(Stored items from a collection)

════════════════════

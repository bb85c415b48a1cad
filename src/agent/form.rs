use super::{AgentConfigMeta, AgentFormState, AgentSettings, McpServer, McpStdioServer, SubmitHandler};
use crate::editor::{ConfigListEditor, ItemKind};
use crate::forms::{coerce_for_kind, FieldKind, FormError, RawInput, ValueMode};
use crate::toast::{ToastKind, ToastService};
use serde_json::{Map, Value};
use sha2::{Digest, Sha256};
use std::fmt;
use thiserror::Error;
use tracing::{debug, info, warn};

// ============================================================================
// Sections
// ============================================================================

#[derive(Debug, Clone, Copy, PartialEq, Eq, Hash)]
pub enum Section {
    BasicInfo,
    Model,
    Connectors,
    Actions,
    McpServers,
    Memory,
    Prompts,
    Advanced,
    Export,
}

impl Section {
    pub const ALL: [Section; 9] = [
        Section::BasicInfo,
        Section::Model,
        Section::Connectors,
        Section::Actions,
        Section::McpServers,
        Section::Memory,
        Section::Prompts,
        Section::Advanced,
        Section::Export,
    ];

    pub fn id(self) -> &'static str {
        match self {
            Section::BasicInfo => "basic-section",
            Section::Model => "model-section",
            Section::Connectors => "connectors-section",
            Section::Actions => "actions-section",
            Section::McpServers => "mcp-section",
            Section::Memory => "memory-section",
            Section::Prompts => "prompts-section",
            Section::Advanced => "advanced-section",
            Section::Export => "export-section",
        }
    }

    pub fn title(self) -> &'static str {
        match self {
            Section::BasicInfo => "Basic Information",
            Section::Model => "Model Settings",
            Section::Connectors => "Connectors",
            Section::Actions => "Actions",
            Section::McpServers => "MCP Servers",
            Section::Memory => "Memory Settings",
            Section::Prompts => "Prompts & Goals",
            Section::Advanced => "Advanced Settings",
            Section::Export => "Export Data",
        }
    }

    /// Metadata `tags.section` value of the scalar fields shown here.
    pub fn meta_tag(self) -> Option<&'static str> {
        match self {
            Section::BasicInfo => Some("BasicInfo"),
            Section::Model => Some("ModelSettings"),
            Section::Memory => Some("MemorySettings"),
            Section::Prompts => Some("PromptsGoals"),
            Section::Advanced => Some("AdvancedSettings"),
            _ => None,
        }
    }
}

impl fmt::Display for Section {
    fn fmt(&self, f: &mut fmt::Formatter<'_>) -> fmt::Result {
        f.write_str(self.id())
    }
}

#[derive(Debug, Clone, PartialEq, Eq)]
pub enum FormMode {
    Create,
    Edit { name: String },
    Group,
}

// ============================================================================
// Errors
// ============================================================================

#[derive(Debug, Error)]
pub enum SubmitError {
    #[error(transparent)]
    Invalid(#[from] FormError),
    #[error("{0}")]
    Rejected(String),
}

// ============================================================================
// Agent Form
// ============================================================================

/// State machine behind the create/edit/group agent form.
pub struct AgentForm {
    mode: FormMode,
    meta: AgentConfigMeta,
    state: AgentFormState,
    active: Section,
    value_mode: ValueMode,
    baseline: Option<String>,
    submitting: bool,
}
use super::connection::{ConnectionState, EventStream, ReconnectPolicy};
use super::events::{ChatMessage, EventBuffers, Sender, StreamEvent};
use crate::api::{ApiClient, ApiError};
use parking_lot::Mutex;
use std::collections::HashSet;
use std::sync::{Arc, Weak};
use std::time::Duration;
use tokio::sync::watch;
use tokio::task::JoinHandle;
use tracing::{debug, warn};

pub const DEFAULT_SENDING_FAILSAFE: Duration = Duration::from_millis(5000);

// ============================================================================
// Chat state
// ============================================================================

/// Conversation view state folded from local sends and stream events.
#[derive(Debug, Default, Clone)]
pub struct ChatState {
    messages: Vec<ChatMessage>,
    seen_ids: HashSet<String>,
    recently_sent: HashSet<String>,
    sending: bool,
    generation: u64,
    error: Option<String>,
    status: Option<String>,
}

impl ChatState {
    pub fn new() -> Self {
        Self::default()
    }

    pub fn messages(&self) -> &[ChatMessage] {
        &self.messages
    }

    pub fn is_sending(&self) -> bool {
        self.sending
    }

    pub fn error(&self) -> Option<&str> {
        self.error.as_deref()
    }

    pub fn status(&self) -> Option<&str> {
        self.status.as_deref()
    }

    /// Append the optimistic user message and raise the sending flag.
    /// Returns the send generation for the failsafe.
    pub fn begin_send(&mut self, content: &str) -> u64 {
        let message = ChatMessage::user(content);
        self.seen_ids.insert(message.id.clone());
        self.recently_sent.insert(message.content.clone());
        self.messages.push(message);
        self.sending = true;
        self.error = None;
        self.generation += 1;
        self.generation
    }

    /// The POST itself failed.
    pub fn send_failed(&mut self, generation: u64, error: impl Into<String>) {
        self.error = Some(error.into());
        if generation == self.generation {
            self.sending = false;
        }
    }

    /// Failsafe timer fired. A timer from an older send is ignored.
    pub fn failsafe_elapsed(&mut self, generation: u64) -> bool {
        if generation == self.generation && self.sending {
            debug!("Sending failsafe elapsed (generation {})", generation);
            self.sending = false;
            return true;
        }
        false
    }

    /// Fold one stream event in. Returns whether visible state changed.
    pub fn apply(&mut self, event: &StreamEvent) -> bool {
        match event {
            StreamEvent::Message(message) => {
                if self.seen_ids.contains(&message.id) {
                    return false;
                }
                self.seen_ids.insert(message.id.clone());
                if message.sender == Sender::User && self.recently_sent.remove(&message.content) {
                    return false;
                }
                self.messages.push(message.clone());
                true
            }
            StreamEvent::Status(status) => {
                if status == "completed" {
                    self.sending = false;
                }
                self.status = Some(status.clone());
                true
            }
            StreamEvent::Error(error) => {
                self.error = Some(error.clone());
                true
            }
            StreamEvent::Observable(_) => false,
        }
    }

    pub fn clear(&mut self) {
        self.messages.clear();
        self.seen_ids.clear();
        self.recently_sent.clear();
        self.error = None;
    }
}

// ============================================================================
// Chat session
// ============================================================================

/// Live chat with one agent: posts messages and folds its event stream.
pub struct ChatSession {
    agent: String,
    client: ApiClient,
    state: Arc<Mutex<ChatState>>,
    buffers: Arc<Mutex<EventBuffers>>,
    version: watch::Sender<u64>,
    connection: watch::Receiver<ConnectionState>,
    failsafe: Duration,
    fold: JoinHandle<()>,
}

impl ChatSession {
    pub fn open(client: &ApiClient, agent: &str, policy: ReconnectPolicy, failsafe: Duration) -> Self {
        let mut stream = EventStream::open(client, agent, policy);
        let connection = stream.watch_state();
        let state = Arc::new(Mutex::new(ChatState::new()));
        let buffers = Arc::new(Mutex::new(EventBuffers::default()));
        let (version, _) = watch::channel(0u64);

        let fold = {
            let state = state.clone();
            let buffers = buffers.clone();
            let version = version.clone();
            tokio::spawn(async move {
                while let Some(event) = stream.next().await {
                    let changed = state.lock().apply(&event);
                    buffers.lock().push(event);
                    if changed {
                        version.send_modify(|v| *v += 1);
                    }
                }
            })
        };

        Self {
            agent: agent.to_string(),
            client: client.clone(),
            state,
            buffers,
            version,
            connection,
            failsafe,
            fold,
        }
    }

    pub fn agent(&self) -> &str {
        &self.agent
    }

    pub fn snapshot(&self) -> ChatState {
        self.state.lock().clone()
    }

    pub fn messages(&self) -> Vec<ChatMessage> {
        self.state.lock().messages().to_vec()
    }

    pub fn is_sending(&self) -> bool {
        self.state.lock().is_sending()
    }

    pub fn error(&self) -> Option<String> {
        self.state.lock().error().map(String::from)
    }

    pub fn connection_state(&self) -> ConnectionState {
        *self.connection.borrow()
    }

    pub fn watch_connection(&self) -> watch::Receiver<ConnectionState> {
        self.connection.clone()
    }

    /// Raw decoded events received so far, by kind.
    pub fn buffers(&self) -> EventBuffers {
        self.buffers.lock().clone()
    }

    /// Bumps on every visible change.
    pub fn subscribe(&self) -> watch::Receiver<u64> {
        self.version.subscribe()
    }

    /// Wait until `predicate` holds for the chat state.
    pub async fn wait_until(&self, predicate: impl Fn(&ChatState) -> bool) {
        let mut updates = self.subscribe();
        loop {
            if predicate(&*self.state.lock()) {
                return;
            }
            if updates.changed().await.is_err() {
                return;
            }
        }
    }

    /// Send a user message. Blank input is ignored.
    pub async fn send(&self, content: &str) -> Result<(), ApiError> {
        let content = content.trim();
        if content.is_empty() {
            return Ok(());
        }

        let generation = self.state.lock().begin_send(content);
        self.bump();
        self.schedule_failsafe(generation);

        match self.client.send_message(&self.agent, content).await {
            Ok(_) => Ok(()),
            Err(e) => {
                warn!("Sending to '{}' failed: {}", self.agent, e);
                self.state.lock().send_failed(generation, e.to_string());
                self.bump();
                Err(e)
            }
        }
    }

    /// Clear local messages only.
    pub fn clear(&self) {
        self.state.lock().clear();
        self.buffers.lock().clear();
        self.bump();
    }

    /// Clear local messages and the backend's history.
    pub async fn clear_history(&self) -> Result<(), ApiError> {
        self.client.clear_chat(&self.agent).await?;
        self.clear();
        Ok(())
    }

    fn bump(&self) {
        self.version.send_modify(|v| *v += 1);
    }

    fn schedule_failsafe(&self, generation: u64) {
        let state: Weak<Mutex<ChatState>> = Arc::downgrade(&self.state);
        let version = self.version.clone();
        let delay = self.failsafe;
        tokio::spawn(async move {
            tokio::time::sleep(delay).await;
            let Some(state) = state.upgrade() else {
                return;
            };
            let fired = state.lock().failsafe_elapsed(generation);
            if fired {
                version.send_modify(|v| *v += 1);
            }
        });
    }
}

impl Drop for ChatSession {
    fn drop(&mut self) {
        self.fold.abort();
    }
}

#[cfg(test)]
mod tests {
    use super::*;
    use chrono::Utc;

    fn agent_message(id: &str, content: &str) -> StreamEvent {
        StreamEvent::Message(ChatMessage {
            id: id.to_string(),
            sender: Sender::Agent,
            content: content.to_string(),
            timestamp: Utc::now(),
        })
    }

    fn user_echo(id: &str, content: &str) -> StreamEvent {
        StreamEvent::Message(ChatMessage {
            id: id.to_string(),
            sender: Sender::User,
            content: content.to_string(),
            timestamp: Utc::now(),
        })
    }

    #[test]
    fn duplicate_ids_are_dropped() {
        let mut chat = ChatState::new();
        assert!(chat.apply(&agent_message("m1", "hi")));
        assert!(!chat.apply(&agent_message("m1", "hi")));
        assert_eq!(chat.messages().len(), 1);
    }

    #[test]
    fn echo_of_own_message_is_dropped_once() {
        let mut chat = ChatState::new();
        chat.begin_send("hello");
        assert!(!chat.apply(&user_echo("srv-1", "hello")));
        let hellos = chat.messages().iter().filter(|m| m.content == "hello").count();
        assert_eq!(hellos, 1);

        assert!(chat.apply(&user_echo("srv-2", "hello")));
    }

    #[test]
    fn completed_status_clears_sending() {
        let mut chat = ChatState::new();
        chat.begin_send("do it");
        assert!(chat.is_sending());
        chat.apply(&StreamEvent::Status("thinking".into()));
        assert!(chat.is_sending());
        chat.apply(&StreamEvent::Status("completed".into()));
        assert!(!chat.is_sending());
        assert_eq!(chat.status(), Some("completed"));
    }

    #[test]
    fn stale_failsafe_does_not_clear_newer_send() {
        let mut chat = ChatState::new();
        let first = chat.begin_send("one");
        chat.apply(&StreamEvent::Status("completed".into()));
        let _second = chat.begin_send("two");
        assert!(!chat.failsafe_elapsed(first));
        assert!(chat.is_sending());
    }

    #[test]
    fn error_event_sets_banner_and_send_clears_it() {
        let mut chat = ChatState::new();
        chat.apply(&StreamEvent::Error("model offline".into()));
        assert_eq!(chat.error(), Some("model offline"));
        chat.begin_send("retry");
        assert_eq!(chat.error(), None);
    }

    #[test]
    fn clear_empties_messages() {
        let mut chat = ChatState::new();
        chat.begin_send("a");
        chat.apply(&agent_message("m1", "b"));
        chat.clear();
        assert!(chat.messages().is_empty());
        assert!(chat.apply(&agent_message("m1", "b")));
    }
}
use agentdash::cli::{self, Cli};
use agentdash::config::Config;
use agentdash::logging;
use clap::Parser;

#[tokio::main]
async fn main() -> anyhow::Result<()> {
    dotenvy::dotenv().ok();

    let cli = Cli::parse();
    let config = Config::load(cli.config.as_deref())?;
    logging::init(&config.logging);

    cli::run(cli, config).await
}
use super::Config;
use anyhow::Result;
use tracing::warn;
use url::Url;

/// Validation errors for configuration.
#[derive(Debug, Clone, PartialEq)]
pub struct ConfigValidationError {
    pub path: String,
    pub message: String,
}

impl std::fmt::Display for ConfigValidationError {
    fn fmt(&self, f: &mut std::fmt::Formatter<'_>) -> std::fmt::Result {
        write!(f, "{}: {}", self.path, self.message)
    }
}

fn error(path: &str, message: impl Into<String>) -> ConfigValidationError {
    ConfigValidationError {
        path: path.to_string(),
        message: message.into(),
    }
}

/// Validate a configuration object.
pub fn validate_config(config: &Config) -> Vec<ConfigValidationError> {
    let mut errors = Vec::new();

    match Url::parse(&config.api.base_url) {
        Ok(url) if !matches!(url.scheme(), "http" | "https") => {
            errors.push(error(
                "api.baseUrl",
                format!("Unsupported scheme '{}', expected http or https", url.scheme()),
            ));
        }
        Ok(_) => {}
        Err(e) => errors.push(error("api.baseUrl", format!("Invalid URL: {e}"))),
    }

    if config.api.timeout_secs == 0 {
        errors.push(error("api.timeoutSecs", "Timeout must be greater than 0"));
    }

    if config.api.token.as_deref().is_some_and(|t| t.trim().is_empty()) {
        warn!("api.token is set but empty; requests will be sent without auth");
    }

    let realtime = &config.realtime;
    if realtime.reconnect_delay_ms == 0 {
        errors.push(error(
            "realtime.reconnectDelayMs",
            "Reconnect delay must be greater than 0",
        ));
    }
    if !realtime.backoff_factor.is_finite() || realtime.backoff_factor < 1.0 {
        errors.push(error(
            "realtime.backoffFactor",
            "Backoff factor must be at least 1.0",
        ));
    }
    if realtime.max_delay_ms < realtime.reconnect_delay_ms {
        errors.push(error(
            "realtime.maxDelayMs",
            "Max delay must not be below the reconnect delay",
        ));
    }
    if realtime.max_attempts == Some(0) {
        errors.push(error(
            "realtime.maxAttempts",
            "Max attempts must be greater than 0 when set",
        ));
    }

    if config.chat.sending_failsafe_ms == 0 {
        errors.push(error(
            "chat.sendingFailsafeMs",
            "Sending failsafe must be greater than 0",
        ));
    }

    if config.toast.default_duration_ms == 0 {
        errors.push(error(
            "toast.defaultDurationMs",
            "Toast duration must be greater than 0",
        ));
    }

    errors
}

/// Validate configuration and return Result.
pub fn validate_config_object(config: &Config) -> Result<()> {
    let errors = validate_config(config);
    if errors.is_empty() {
        Ok(())
    } else {
        let messages: Vec<String> = errors.iter().map(|e| e.to_string()).collect();
        anyhow::bail!("Configuration validation failed:\n{}", messages.join("\n"));
    }
}

#[cfg(test)]
mod tests {
    use super::*;

    fn paths(config: &Config) -> Vec<String> {
        validate_config(config).into_iter().map(|e| e.path).collect()
    }

    #[test]
    fn defaults_are_valid() {
        assert!(validate_config(&Config::default()).is_empty());
        assert!(validate_config_object(&Config::default()).is_ok());
    }

    #[test]
    fn rejects_bad_base_url() {
        let mut config = Config::default();
        config.api.base_url = "localhost:8080/agi".into();
        assert_eq!(paths(&config), vec!["api.baseUrl"]);

        config.api.base_url = "not a url".into();
        assert_eq!(paths(&config), vec!["api.baseUrl"]);
    }

    #[test]
    fn rejects_zero_delays_and_shrinking_backoff() {
        let mut config = Config::default();
        config.realtime.reconnect_delay_ms = 0;
        config.realtime.backoff_factor = 0.5;
        config.toast.default_duration_ms = 0;
        assert_eq!(
            paths(&config),
            vec![
                "realtime.reconnectDelayMs",
                "realtime.backoffFactor",
                "toast.defaultDurationMs"
            ]
        );
    }

    #[test]
    fn max_delay_below_base_delay_is_an_error() {
        let mut config = Config::default();
        config.realtime.reconnect_delay_ms = 10_000;
        config.realtime.max_delay_ms = 1000;
        let err = validate_config_object(&config).unwrap_err();
        assert!(err.to_string().contains("realtime.maxDelayMs"));
    }
}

════════════════════

## Instructions for the task
Go through the entries and return each line where the word "false" appears.

## Task solution
            self.sending = false;
            self.sending = false;
        false
                    return false;
                    return false;
                    self.sending = false;
            StreamEvent::Observable(_) => false,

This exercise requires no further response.